■ **Instructions for the task**
Reply with one number: the count of lines in the records below that hold "residential".

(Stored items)
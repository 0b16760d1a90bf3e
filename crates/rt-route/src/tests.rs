//! Unit tests for rt-route.

#[cfg(test)]
mod helpers {
    use rt_core::GeoPoint;
    use rt_spatial::{CsvMapSource, DijkstraRouter, GraphLoader, LoaderConfig};

    use crate::RoutePlanner;

    /// Same small Bogotá map the rt-spatial tests use.
    ///
    /// ```text
    ///   residential:  1 ── 2 ── 3 ── 4 ── 8 (far north)
    ///   footway:           2 ── 5
    ///   motorway:     1 ──────────► 4      (one-way, no length)
    ///   island:       6 ── 7
    /// ```
    const NODES_CSV: &str = "\
id,lat,lon\n\
1,4.6000,-74.0700\n\
2,4.6010,-74.0700\n\
3,4.6020,-74.0700\n\
4,4.6020,-74.0690\n\
5,4.6010,-74.0690\n\
6,4.6005,-74.0710\n\
7,4.6005,-74.0712\n\
8,4.7000,-74.0690\n\
";

    const EDGES_CSV: &str = "\
from,to,length_m,highway,oneway\n\
1,2,110,residential,no\n\
2,3,110,residential,\n\
3,4,110,residential,\n\
2,5,110,footway,\n\
1,4,,motorway,yes\n\
6,7,25,residential,\n\
4,8,11000,residential,\n\
";

    pub const P1: GeoPoint = GeoPoint { lat: 4.6000, lon: -74.0700 };
    pub const P4: GeoPoint = GeoPoint { lat: 4.6020, lon: -74.0690 };
    pub const P6: GeoPoint = GeoPoint { lat: 4.6005, lon: -74.0710 };

    pub fn write_map(dir: &std::path::Path) {
        std::fs::write(dir.join("nodes.csv"), NODES_CSV).unwrap();
        std::fs::write(dir.join("edges.csv"), EDGES_CSV).unwrap();
    }

    pub fn planner(
        dir: &std::path::Path,
        config: LoaderConfig,
    ) -> RoutePlanner<CsvMapSource, DijkstraRouter> {
        RoutePlanner::new(GraphLoader::new(CsvMapSource::from_dir(dir), config), DijkstraRouter)
    }
}

// ── Single requests ───────────────────────────────────────────────────────────

#[cfg(test)]
mod process {
    use rt_core::TransitMode;
    use rt_spatial::{LoaderConfig, SpatialError, SpeedTable};

    use super::helpers::{P1, P4, P6, planner, write_map};
    use crate::{RouteError, RouteOutcome, RouteRequest};

    #[test]
    fn walk_route_found() {
        let dir = tempfile::tempdir().unwrap();
        write_map(dir.path());
        let p = planner(dir.path(), LoaderConfig::default());

        let req = RouteRequest::new("1 to 4 on foot", TransitMode::Walk, P1, P4).with_buffer_km(1.0);
        let outcome = p.process_route(&req);

        let found = outcome.as_found().expect("route should be found");
        assert_eq!(found.label, "1 to 4 on foot");
        assert_eq!(found.mode, TransitMode::Walk);
        assert_eq!(found.origin, P1);
        assert_eq!(found.destination, P4);
        assert_eq!(found.route.nodes.len(), 3);
        assert_eq!(found.path.len(), 3);
        assert_eq!(found.path[0], P1);
        assert_eq!(*found.path.last().unwrap(), P4);
        assert_eq!(found.length_m, 330.0);
        assert!((found.total_minutes() - 3.96).abs() < 1e-9);
        assert!(outcome.skip_reason().is_none());
    }

    #[test]
    fn custom_speeds_change_minutes_not_path() {
        let dir = tempfile::tempdir().unwrap();
        write_map(dir.path());
        let p = planner(dir.path(), LoaderConfig::default())
            .speeds(SpeedTable { walk_kmh: 10.0, ..SpeedTable::default() });

        let req = RouteRequest::new("fast walker", TransitMode::Walk, P1, P4).with_buffer_km(1.0);
        let found = p.plan(&req).unwrap();
        assert_eq!(found.length_m, 330.0);
        assert!((found.total_minutes() - 1.98).abs() < 1e-9);
    }

    #[test]
    fn drive_prefers_one_way_motorway() {
        let dir = tempfile::tempdir().unwrap();
        write_map(dir.path());
        let p = planner(dir.path(), LoaderConfig::default());

        let there = p
            .plan(&RouteRequest::new("out", TransitMode::Drive, P1, P4).with_buffer_km(1.0))
            .unwrap();
        assert!((there.total_minutes() - 0.0015).abs() < 1e-9);

        let back = p
            .plan(&RouteRequest::new("back", TransitMode::Drive, P4, P1).with_buffer_km(1.0))
            .unwrap();
        assert!((back.total_minutes() - 0.495).abs() < 1e-9);
    }

    #[test]
    fn disconnected_endpoints_give_no_path() {
        let dir = tempfile::tempdir().unwrap();
        write_map(dir.path());
        let config = LoaderConfig { retain_all: true, ..LoaderConfig::default() };
        let p = planner(dir.path(), config);

        let req = RouteRequest::new("island", TransitMode::Walk, P6, P4).with_buffer_km(1.0);
        let outcome = p.process_route(&req);
        assert!(matches!(outcome, RouteOutcome::NoPath { .. }));
        assert_eq!(outcome.label(), "island");
        assert!(outcome.skip_reason().unwrap().contains("no route"));
    }

    #[test]
    fn missing_map_data_fails() {
        let dir = tempfile::tempdir().unwrap();
        let p = planner(dir.path(), LoaderConfig::default());

        let outcome = p.process_route(&RouteRequest::new("nothing", TransitMode::Walk, P1, P4));
        match outcome {
            RouteOutcome::Failed { label, error } => {
                assert_eq!(label, "nothing");
                assert!(matches!(
                    error,
                    RouteError::Spatial(SpatialError::DataUnavailable { .. })
                ));
            }
            other => panic!("expected Failed, got {other:?}"),
        }
    }

    #[test]
    fn empty_region_fails() {
        let dir = tempfile::tempdir().unwrap();
        write_map(dir.path());
        let p = planner(dir.path(), LoaderConfig::default());

        let req = RouteRequest::new("tiny", TransitMode::Walk, P1, P4).with_buffer_km(0.001);
        let outcome = p.process_route(&req);
        assert!(matches!(
            outcome,
            RouteOutcome::Failed { error: RouteError::Spatial(SpatialError::EmptyNetwork), .. }
        ));
    }

    #[test]
    fn invalid_speed_table_fails() {
        let dir = tempfile::tempdir().unwrap();
        write_map(dir.path());
        let p = planner(dir.path(), LoaderConfig::default())
            .speeds(SpeedTable { drive_kmh: 0.0, ..SpeedTable::default() });

        let outcome = p.process_route(&RouteRequest::new("stuck", TransitMode::Drive, P1, P4));
        assert!(matches!(
            outcome,
            RouteOutcome::Failed { error: RouteError::Spatial(SpatialError::InvalidSpeed(_)), .. }
        ));
    }
}

// ── Batches ───────────────────────────────────────────────────────────────────

#[cfg(test)]
mod batch {
    use rt_core::TransitMode;
    use rt_spatial::LoaderConfig;

    use super::helpers::{P1, P4, P6, planner, write_map};
    use crate::{BatchSummary, NoopRenderer, PlannedRoute, RouteOutcome, RouteRenderer, RouteRequest};

    #[derive(Default)]
    struct Recorder {
        routes:  Vec<String>,
        skipped: Vec<String>,
        ended:   usize,
    }

    impl RouteRenderer for Recorder {
        fn on_route(&mut self, route: &PlannedRoute) {
            self.routes.push(route.label.clone());
        }
        fn on_skipped(&mut self, outcome: &RouteOutcome) {
            self.skipped.push(outcome.label().to_owned());
        }
        fn on_batch_end(&mut self, summary: &BatchSummary) {
            self.ended += 1;
            assert_eq!(summary.outcomes.len(), self.routes.len() + self.skipped.len());
        }
    }

    fn requests() -> Vec<RouteRequest> {
        vec![
            RouteRequest::new("walk", TransitMode::Walk, P1, P4).with_buffer_km(1.0),
            RouteRequest::new("bad buffer", TransitMode::Walk, P1, P4).with_buffer_km(-2.0),
            RouteRequest::new("island", TransitMode::Walk, P6, P4).with_buffer_km(1.0),
            RouteRequest::new("drive", TransitMode::Drive, P4, P1).with_buffer_km(1.0),
        ]
    }

    #[test]
    fn failures_do_not_stop_the_batch() {
        let dir = tempfile::tempdir().unwrap();
        write_map(dir.path());
        let config = LoaderConfig { retain_all: true, ..LoaderConfig::default() };
        let p = planner(dir.path(), config);

        let mut rec = Recorder::default();
        let summary = p.run_batch(&requests(), &mut rec);

        assert_eq!(summary.found(), 2);
        assert_eq!(summary.no_path(), 1);
        assert_eq!(summary.failed(), 1);
        assert_eq!(rec.routes, vec!["walk", "drive"]);
        assert_eq!(rec.skipped, vec!["bad buffer", "island"]);
        assert_eq!(rec.ended, 1);
    }

    #[test]
    fn outcomes_keep_request_order() {
        let dir = tempfile::tempdir().unwrap();
        write_map(dir.path());
        let p = planner(dir.path(), LoaderConfig { retain_all: true, ..LoaderConfig::default() });

        let summary = p.run_batch(&requests(), &mut NoopRenderer);
        let labels: Vec<&str> = summary.outcomes.iter().map(|o| o.label()).collect();
        assert_eq!(labels, vec!["walk", "bad buffer", "island", "drive"]);
    }

    #[test]
    fn empty_batch_still_ends() {
        let dir = tempfile::tempdir().unwrap();
        let p = planner(dir.path(), LoaderConfig::default());
        let mut rec = Recorder::default();
        let summary = p.run_batch(&[], &mut rec);
        assert!(summary.outcomes.is_empty());
        assert_eq!(rec.ended, 1);
    }
}

// ── Request CSV ───────────────────────────────────────────────────────────────

#[cfg(test)]
mod requests {
    use std::io::Cursor;

    use rt_core::{CoreError, TransitMode};
    use rt_spatial::DEFAULT_BUFFER_KM;

    use crate::{RouteError, load_requests_csv, load_requests_reader};

    const CSV: &str = "\
label,mode,start_lat,start_lon,end_lat,end_lon,buffer_km\n\
Casa -> Externado,walk,4.606979,-74.073794,4.595600,-74.069014,\n\
Externado -> Ibero,drive,4.595600,-74.069014,4.649893,-74.057384,8\n\
Bici,all,4.6,-74.07,4.61,-74.06,\n\
";

    #[test]
    fn parses_rows_in_order() {
        let reqs = load_requests_reader(Cursor::new(CSV)).unwrap();
        assert_eq!(reqs.len(), 3);
        assert_eq!(reqs[0].label, "Casa -> Externado");
        assert_eq!(reqs[0].mode, TransitMode::Walk);
        assert_eq!(reqs[0].buffer_km, DEFAULT_BUFFER_KM);
        assert_eq!(reqs[1].mode, TransitMode::Drive);
        assert_eq!(reqs[1].buffer_km, 8.0);
        assert_eq!(reqs[2].mode, TransitMode::Other);
    }

    #[test]
    fn misspelled_mode_is_rejected() {
        let csv = "label,mode,start_lat,start_lon,end_lat,end_lon,buffer_km\n\
                   typo,wlak,4.6,-74.07,4.61,-74.06,\n";
        let err = load_requests_reader(Cursor::new(csv)).unwrap_err();
        assert!(matches!(err, RouteError::Core(CoreError::UnknownMode(_))));
    }

    #[test]
    fn out_of_range_coordinate_is_rejected() {
        let csv = "label,mode,start_lat,start_lon,end_lat,end_lon,buffer_km\n\
                   far,walk,95.0,-74.07,4.61,-74.06,\n";
        let err = load_requests_reader(Cursor::new(csv)).unwrap_err();
        assert!(matches!(err, RouteError::Core(CoreError::InvalidCoordinate { .. })));
    }

    #[test]
    fn malformed_row_is_parse_error() {
        let csv = "label,mode,start_lat,start_lon,end_lat,end_lon,buffer_km\n\
                   broken,walk,north,-74.07,4.61,-74.06,\n";
        let err = load_requests_reader(Cursor::new(csv)).unwrap_err();
        assert!(matches!(err, RouteError::Parse(_)));
    }

    #[test]
    fn reads_from_file() {
        let dir = tempfile::tempdir().unwrap();
        let path = dir.path().join("routes.csv");
        std::fs::write(&path, CSV).unwrap();
        assert_eq!(load_requests_csv(&path).unwrap().len(), 3);

        let missing = load_requests_csv(&dir.path().join("nope.csv")).unwrap_err();
        assert!(matches!(missing, RouteError::Io(_)));
    }
}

■ **Problem solution**
6